__Task item__. Copy the data exactly from the line that contains "let mut items" through the line that contains "let chunk_count = chunks.len();", keeping both end lines and leaving out everything else.

──────── Input

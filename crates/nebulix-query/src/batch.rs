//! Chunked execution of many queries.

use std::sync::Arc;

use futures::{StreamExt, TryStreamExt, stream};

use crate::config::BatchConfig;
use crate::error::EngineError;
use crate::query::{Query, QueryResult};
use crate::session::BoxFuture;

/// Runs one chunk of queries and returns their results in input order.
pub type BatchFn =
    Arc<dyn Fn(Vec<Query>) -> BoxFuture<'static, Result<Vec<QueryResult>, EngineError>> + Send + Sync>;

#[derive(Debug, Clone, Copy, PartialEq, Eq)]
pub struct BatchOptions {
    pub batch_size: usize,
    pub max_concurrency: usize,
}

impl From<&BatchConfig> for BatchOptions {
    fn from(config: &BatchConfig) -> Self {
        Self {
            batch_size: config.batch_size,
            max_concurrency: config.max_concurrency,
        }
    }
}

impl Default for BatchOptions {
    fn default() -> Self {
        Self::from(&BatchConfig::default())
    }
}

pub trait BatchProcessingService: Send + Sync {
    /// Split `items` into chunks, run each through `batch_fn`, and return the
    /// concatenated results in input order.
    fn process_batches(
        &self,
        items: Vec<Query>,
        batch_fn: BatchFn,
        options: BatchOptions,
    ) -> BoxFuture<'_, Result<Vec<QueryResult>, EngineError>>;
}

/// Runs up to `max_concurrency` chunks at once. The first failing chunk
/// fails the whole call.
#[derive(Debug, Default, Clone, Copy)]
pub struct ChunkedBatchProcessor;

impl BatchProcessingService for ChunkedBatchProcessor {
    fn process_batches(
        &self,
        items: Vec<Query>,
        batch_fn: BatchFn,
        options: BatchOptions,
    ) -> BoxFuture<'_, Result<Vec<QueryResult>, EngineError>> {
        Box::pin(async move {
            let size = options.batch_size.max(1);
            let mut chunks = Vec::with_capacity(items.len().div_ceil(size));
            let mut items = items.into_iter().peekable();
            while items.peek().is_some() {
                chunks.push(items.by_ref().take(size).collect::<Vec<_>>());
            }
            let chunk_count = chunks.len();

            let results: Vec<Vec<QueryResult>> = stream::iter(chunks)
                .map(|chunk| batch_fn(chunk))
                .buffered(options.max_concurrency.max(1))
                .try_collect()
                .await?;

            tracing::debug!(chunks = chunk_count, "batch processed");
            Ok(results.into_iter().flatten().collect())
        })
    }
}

────────────────

__Answer for this exercise__.
            let mut items = items.into_iter().peekable();
            while items.peek().is_some() {
                chunks.push(items.by_ref().take(size).collect::<Vec<_>>());
            }
            let chunk_count = chunks.len();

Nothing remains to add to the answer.